E risulta altresi' completamente irrazionale l'abrogazione dell'obbligo dei responsabili dei centri di comunicare i nominativi delle persone accolte in essi, ai fini dell'accertamento e dell'attestazione della loro residenti.

Di qui la violazione del principio di ragionevolezza, collegabile anch'esso all'art. 3 della Costituzione, e del principio di buon andamento dell'amministrazione di cui all'art. 97.

III.2.2. Rilevanza specifica della residenza per le autorita' pubbliche della Regione.

Sia consentito, ad integrazione delle considerazioni svolte subito sopra, di rilevare come l'eliminazione dell'iscrizione anagrafica comporti conseguenze rilevanti rispetto all'attivita' dei comuni emiliani nell'ambito delle funzioni loro proprie e delle competenze in materia di accoglienza che sono state attribuite alle regioni.

Come gia' ricordato, il comune riveste un ruolo primario rispetto ai servizi e alle prestazioni discendenti dalla presenza di un soggetto nel suo territorio: in tale prospettiva, e' evidente che l'iscrizione anagrafica rappresenta uno snodo cruciale, atto a fungere da presupposto per l'erogazione di molteplici servizi assistenziali.

In particolare, e' tramite l'iscrizione anagrafica che l'amministrazione regionale e comunale possono organizzare servizi inerenti alla sanita' o all'istruzione o ancora all'accesso all'impiego, e in generale mirare la propria azione nella direzione che persegua al meglio l'interesse della sua popolazione.

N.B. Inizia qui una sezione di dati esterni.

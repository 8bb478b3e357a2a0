//! 打印机注册表内存实现
//!
//! 仅用于测试和不需要持久化的本地演示。

use crate::error::StoreError;
use crate::state::RegistryState;
use crate::traits::PrinterStore;
use domain::{DeviceKey, NewPrinter, PrinterRecord};
use std::sync::RwLock;

/// 打印机注册表内存存储
pub struct InMemoryPrinterStore {
    state: RwLock<RegistryState>,
}

impl InMemoryPrinterStore {
    pub fn new() -> Self {
        Self {
            state: RwLock::new(RegistryState::default()),
        }
    }

    fn read<T>(&self, f: impl FnOnce(&RegistryState) -> T) -> Result<T, StoreError> {
        let state = self
            .state
            .read()
            .map_err(|_| StoreError::io("lock poisoned"))?;
        Ok(f(&state))
    }

    fn write<T>(
        &self,
        f: impl FnOnce(&mut RegistryState) -> Result<T, StoreError>,
    ) -> Result<T, StoreError> {
        let mut state = self
            .state
            .write()
            .map_err(|_| StoreError::io("lock poisoned"))?;
        // 在副本上执行，失败时原状态保持不变
        let mut draft = state.clone();
        let result = f(&mut draft)?;
        *state = draft;
        Ok(result)
    }
}

impl Default for InMemoryPrinterStore {
    fn default() -> Self {
        Self::new()
    }
}

#[async_trait::async_trait]
impl PrinterStore for InMemoryPrinterStore {
    async fn get_one(&self, key: &DeviceKey) -> Result<PrinterRecord, StoreError> {
        self.read(|state| state.get(key))?
    }

    async fn get_all(&self) -> Result<Vec<PrinterRecord>, StoreError> {
        self.read(RegistryState::all)
    }

    async fn put_one(&self, printer: NewPrinter) -> Result<PrinterRecord, StoreError> {
        self.write(|state| state.insert(printer))
    }

    async fn put_many(&self, printers: Vec<NewPrinter>) -> Result<Vec<PrinterRecord>, StoreError> {
        self.write(|state| state.insert_many(printers))
    }

    async fn update(&self, record: PrinterRecord) -> Result<PrinterRecord, StoreError> {
        self.write(|state| state.update(record))
    }

    async fn delete_one(&self, id: u64) -> Result<PrinterRecord, StoreError> {
        self.write(|state| state.remove(id))
    }

    async fn delete_all(&self) -> Result<usize, StoreError> {
        self.write(|state| Ok(state.clear()))
    }
}
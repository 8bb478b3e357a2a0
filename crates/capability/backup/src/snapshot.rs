//! 快照命名与备份目录扫描
//!
//! 快照名：`registry-<UTC yyyyMMddTHHmmss.SSSZ>-<seq>`，压缩时追加 `.zip`。
//! 保留列表只依赖目录内容即可重建，顺序按 seq（创建顺序），既不看字符串也不看时间戳。

use crate::error::BackupError;
use chrono::{DateTime, NaiveDateTime, Utc};
use std::fs;
use std::path::{Path, PathBuf};
use tracing::warn;

pub const SNAPSHOT_PREFIX: &str = "registry-";
pub const ARCHIVE_SUFFIX: &str = ".zip";
pub(crate) const STAGING_PREFIX: &str = ".staging-";
pub(crate) const PARTIAL_SUFFIX: &str = ".partial";

const TIMESTAMP_FORMAT: &str = "%Y%m%dT%H%M%S%.3f";

/// 已保留的快照。
#[derive(Debug, Clone, PartialEq, Eq)]
pub struct SnapshotInfo {
    pub name: String,
    pub path: PathBuf,
    pub created: DateTime<Utc>,
    pub seq: u64,
    pub size_bytes: u64,
    pub compressed: bool,
}

impl SnapshotInfo {
    fn sort_key(&self) -> u64 {
        self.seq
    }
}

pub fn snapshot_name(created: DateTime<Utc>, seq: u64, compressed: bool) -> String {
    let suffix = if compressed { ARCHIVE_SUFFIX } else { "" };
    format!(
        "{SNAPSHOT_PREFIX}{}Z-{seq:04}{suffix}",
        created.format(TIMESTAMP_FORMAT)
    )
}

/// 解析快照名，返回 (创建时间, seq, 是否压缩)；不符合格式返回 `None`。
pub fn parse_snapshot_name(name: &str) -> Option<(DateTime<Utc>, u64, bool)> {
    let rest = name.strip_prefix(SNAPSHOT_PREFIX)?;
    let (rest, compressed) = match rest.strip_suffix(ARCHIVE_SUFFIX) {
        Some(rest) => (rest, true),
        None => (rest, false),
    };
    let (timestamp, seq) = rest.rsplit_once('-')?;
    if seq.len() < 4 || !seq.bytes().all(|byte| byte.is_ascii_digit()) {
        return None;
    }
    let seq = seq.parse::<u64>().ok()?;
    let timestamp = timestamp.strip_suffix('Z')?;
    let created = NaiveDateTime::parse_from_str(timestamp, TIMESTAMP_FORMAT)
        .ok()?
        .and_utc();
    Some((created, seq, compressed))
}

/// 清理上次中断留下的临时文件，并按创建顺序返回已有快照。
pub(crate) fn scan_backup_dir(dir: &Path) -> Result<Vec<SnapshotInfo>, BackupError> {
    let entries = fs::read_dir(dir).map_err(|err| BackupError::io("read", dir, err))?;
    let mut snapshots = Vec::new();
    for entry in entries {
        let entry = entry.map_err(|err| BackupError::io("read", dir, err))?;
        let path = entry.path();
        let name = entry.file_name().to_string_lossy().into_owned();
        let file_type = entry
            .file_type()
            .map_err(|err| BackupError::io("stat", &path, err))?;

        if name.starts_with(STAGING_PREFIX) || name.ends_with(PARTIAL_SUFFIX) {
            remove_path(&path, file_type.is_dir())
                .map_err(|err| BackupError::io("remove", &path, err))?;
            warn!(target: "printcomm.backup", path = %path.display(), "stale_backup_leftover_removed");
            continue;
        }

        let Some((created, seq, compressed)) = parse_snapshot_name(&name) else {
            continue;
        };
        // 压缩快照是文件，未压缩快照是目录
        if compressed == file_type.is_dir() {
            continue;
        }
        let size_bytes = if compressed {
            entry
                .metadata()
                .map_err(|err| BackupError::io("stat", &path, err))?
                .len()
        } else {
            dir_size(&path)?
        };
        snapshots.push(SnapshotInfo {
            name,
            path,
            created,
            seq,
            size_bytes,
            compressed,
        });
    }
    snapshots.sort_by_key(SnapshotInfo::sort_key);
    Ok(snapshots)
}

pub(crate) fn dir_size(dir: &Path) -> Result<u64, BackupError> {
    let mut total = 0;
    for entry in walkdir::WalkDir::new(dir) {
        let entry = entry.map_err(|err| {
            let path = err.path().unwrap_or(dir).to_path_buf();
            BackupError::io("walk", path, err.into())
        })?;
        if entry.file_type().is_file() {
            total += entry
                .metadata()
                .map_err(|err| BackupError::io("stat", entry.path(), err.into()))?
                .len();
        }
    }
    Ok(total)
}

pub(crate) fn remove_path(path: &Path, is_dir: bool) -> std::io::Result<()> {
    if is_dir {
        fs::remove_dir_all(path)
    } else {
        fs::remove_file(path)
    }
}

#[cfg(test)]
mod tests {
    use super::*;
    use chrono::TimeZone;

    fn at(ms: i64) -> DateTime<Utc> {
        Utc.timestamp_millis_opt(ms).single().unwrap()
    }

    #[test]
    fn name_format() {
        let created = at(1_760_870_400_123);
        assert_eq!(
            snapshot_name(created, 7, true),
            "registry-20251019T104000.123Z-0007.zip"
        );
        assert_eq!(
            snapshot_name(created, 12_345, false),
            "registry-20251019T104000.123Z-12345"
        );
    }

    #[test]
    fn names_parse_back() {
        let created = at(1_760_870_400_123);
        for (seq, compressed) in [(1, true), (42, false), (10_000, true)] {
            let name = snapshot_name(created, seq, compressed);
            assert_eq!(parse_snapshot_name(&name), Some((created, seq, compressed)));
        }
    }

    #[test]
    fn foreign_names_are_ignored() {
        for name in [
            "notes.txt",
            "registry-latest.zip",
            "registry-20251019T104000.123Z-7",
            "registry-20251019T104000.123-0007",
            "registry-2025-0007.zip",
        ] {
            assert_eq!(parse_snapshot_name(name), None, "{name}");
        }
    }
}
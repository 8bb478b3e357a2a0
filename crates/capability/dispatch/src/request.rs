//! 逻辑请求与指令表
//!
//! 类别与注册表指令都用枚举表示，字符串只在解析时出现一次。

use crate::error::DispatchError;
use domain::DeviceKey;
use std::fmt;
use std::str::FromStr;

/// 请求类别
#[derive(Debug, Clone, Copy, PartialEq, Eq)]
pub enum Category {
    /// 下发到打印机
    Device,
    /// 注册表操作
    Registry,
}

impl Category {
    pub fn as_str(self) -> &'static str {
        match self {
            Self::Device => "device",
            Self::Registry => "registry",
        }
    }
}

impl FromStr for Category {
    type Err = DispatchError;

    /// 同时接受网关协议中的 `sendcmdtoprinter` / `requesttodb`。
    fn from_str(value: &str) -> Result<Self, Self::Err> {
        match value.trim().to_ascii_lowercase().as_str() {
            "device" | "sendcmdtoprinter" => Ok(Self::Device),
            "registry" | "requesttodb" => Ok(Self::Registry),
            _ => Err(DispatchError::UnknownCategory(value.to_string())),
        }
    }
}

impl fmt::Display for Category {
    fn fmt(&self, f: &mut fmt::Formatter<'_>) -> fmt::Result {
        f.write_str(self.as_str())
    }
}

/// 注册表指令
#[derive(Debug, Clone, Copy, PartialEq, Eq, Hash)]
pub enum RegistryCommand {
    GetOne,
    GetAll,
    PutOne,
    PutMany,
    Update,
    DeleteOne,
    DeleteAll,
}

impl RegistryCommand {
    pub const ALL: [RegistryCommand; 7] = [
        Self::GetOne,
        Self::GetAll,
        Self::PutOne,
        Self::PutMany,
        Self::Update,
        Self::DeleteOne,
        Self::DeleteAll,
    ];

    /// 网关协议中的指令名。
    pub fn name(self) -> &'static str {
        match self {
            Self::GetOne => "GetPrinter",
            Self::GetAll => "GetAllPrinters",
            Self::PutOne => "PutPrinter",
            Self::PutMany => "PutManyPrinters",
            Self::Update => "UpdPrinter",
            Self::DeleteOne => "DelPrinter",
            Self::DeleteAll => "RemoveAllPrinters",
        }
    }

    fn alias(self) -> &'static str {
        match self {
            Self::GetOne => "GetOne",
            Self::GetAll => "GetAll",
            Self::PutOne => "PutOne",
            Self::PutMany => "PutMany",
            Self::Update => "Update",
            Self::DeleteOne => "DeleteOne",
            Self::DeleteAll => "DeleteAll",
        }
    }

    /// 是否修改注册表。
    pub fn is_write(self) -> bool {
        !matches!(self, Self::GetOne | Self::GetAll)
    }
}

impl FromStr for RegistryCommand {
    type Err = DispatchError;

    fn from_str(value: &str) -> Result<Self, Self::Err> {
        let name = value.trim();
        if name.is_empty() {
            return Err(DispatchError::EmptyCommand);
        }
        Self::ALL
            .into_iter()
            .find(|command| {
                command.name().eq_ignore_ascii_case(name) || command.alias().eq_ignore_ascii_case(name)
            })
            .ok_or_else(|| DispatchError::UnknownRegistryCommand(name.to_string()))
    }
}

impl fmt::Display for RegistryCommand {
    fn fmt(&self, f: &mut fmt::Formatter<'_>) -> fmt::Result {
        f.write_str(self.name())
    }
}

/// 分发器的输入。
#[derive(Debug, Clone, Default)]
pub struct LogicalRequest {
    /// 类别名（`device` / `registry` 或其协议别名）
    pub category: String,
    pub command: String,
    pub body: String,
    /// 设备指令的目标打印机
    pub target: Option<DeviceKey>,
    /// 调用方声明的产线，仅用于错误信息
    pub line: Option<String>,
}

impl LogicalRequest {
    pub fn device(target: DeviceKey, command: impl Into<String>, body: impl Into<String>) -> Self {
        Self {
            category: Category::Device.as_str().to_string(),
            command: command.into(),
            body: body.into(),
            target: Some(target),
            line: None,
        }
    }

    pub fn registry(command: impl Into<String>, body: impl Into<String>) -> Self {
        Self {
            category: Category::Registry.as_str().to_string(),
            command: command.into(),
            body: body.into(),
            target: None,
            line: None,
        }
    }

    pub fn with_line(mut self, line: impl Into<String>) -> Self {
        self.line = Some(line.into());
        self
    }
}
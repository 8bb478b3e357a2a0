//! 目录复制与 zip 打包

use crate::error::BackupError;
use std::fs::{self, File};
use std::io;
use std::path::Path;
use walkdir::{DirEntry, WalkDir};
use zip::CompressionMethod;
use zip::ZipWriter;
use zip::write::SimpleFileOptions;

/// 注册表写入中的临时文件不进入快照
const SKIPPED_SUFFIX: &str = ".tmp";

fn is_skipped(entry: &DirEntry) -> bool {
    if entry.depth() == 0 {
        return false;
    }
    let name = entry.file_name().to_string_lossy();
    name.starts_with('.') || name.ends_with(SKIPPED_SUFFIX)
}

/// 将 `src` 目录树复制到 `dst`（`dst` 需不存在）。返回复制的字节数。
pub(crate) fn copy_tree(src: &Path, dst: &Path) -> Result<u64, BackupError> {
    fs::create_dir_all(dst).map_err(|err| BackupError::io("create", dst, err))?;
    let mut copied = 0;
    for entry in WalkDir::new(src).into_iter().filter_entry(|entry| !is_skipped(entry)) {
        let entry = entry.map_err(|err| BackupError::io("walk", src, err.into()))?;
        let Ok(relative) = entry.path().strip_prefix(src) else {
            continue;
        };
        if relative.as_os_str().is_empty() {
            continue;
        }
        let target = dst.join(relative);
        if entry.file_type().is_dir() {
            fs::create_dir_all(&target).map_err(|err| BackupError::io("create", &target, err))?;
        } else if entry.file_type().is_file() {
            copied += fs::copy(entry.path(), &target)
                .map_err(|err| BackupError::io("copy", entry.path(), err))?;
        }
    }
    Ok(copied)
}

/// 将 `src` 目录打包为 `dst`（Deflate），写完后 fsync。
pub(crate) fn zip_dir(src: &Path, dst: &Path) -> Result<u64, BackupError> {
    let file = File::create(dst).map_err(|err| BackupError::io("create", dst, err))?;
    let mut writer = ZipWriter::new(file);
    let options = SimpleFileOptions::default().compression_method(CompressionMethod::Deflated);
    let compress_err = |source: zip::result::ZipError| BackupError::Compress {
        path: dst.to_path_buf(),
        source,
    };

    for entry in WalkDir::new(src).sort_by_file_name() {
        let entry = entry.map_err(|err| BackupError::io("walk", src, err.into()))?;
        let Ok(relative) = entry.path().strip_prefix(src) else {
            continue;
        };
        if relative.as_os_str().is_empty() {
            continue;
        }
        // zip 内统一使用 `/` 分隔
        let name = relative
            .components()
            .map(|part| part.as_os_str().to_string_lossy())
            .collect::<Vec<_>>()
            .join("/");
        if entry.file_type().is_dir() {
            writer
                .add_directory(name, options)
                .map_err(compress_err)?;
        } else if entry.file_type().is_file() {
            writer.start_file(name, options).map_err(compress_err)?;
            let mut input =
                File::open(entry.path()).map_err(|err| BackupError::io("open", entry.path(), err))?;
            io::copy(&mut input, &mut writer)
                .map_err(|err| BackupError::io("compress", entry.path(), err))?;
        }
    }

    let file = writer.finish().map_err(compress_err)?;
    file.sync_all()
        .map_err(|err| BackupError::io("sync", dst, err))?;
    let size = file
        .metadata()
        .map_err(|err| BackupError::io("stat", dst, err))?
        .len();
    Ok(size)
}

Tale programmazione - e la relativa partecipazione da parte degli enti locali - e' pacificamente contemplata all'art. 1, comma 3, legge n. 328 del 2000, secondo il quale «la programmazione e l'organizzazione del sistema integrato di interventi e servizi sociali compete agli enti locali, alle regioni ed allo Stato ai sensi del decreto legislativo 31 marzo 1998, n. 112, e della presente legge, secondo i principi di sussidiarieta', cooperazione, efficacia, efficienza ed economicita', omogeneita', copertura finanziaria e patrimoniale, responsabilita' ed unicita' dell'amministrazione, autonomia organizzativa e regolamentare degli enti locali», contemplando le funzioni rispettive di comuni, province e regioni agli articoli 6, 7 e 8 della medesima legge.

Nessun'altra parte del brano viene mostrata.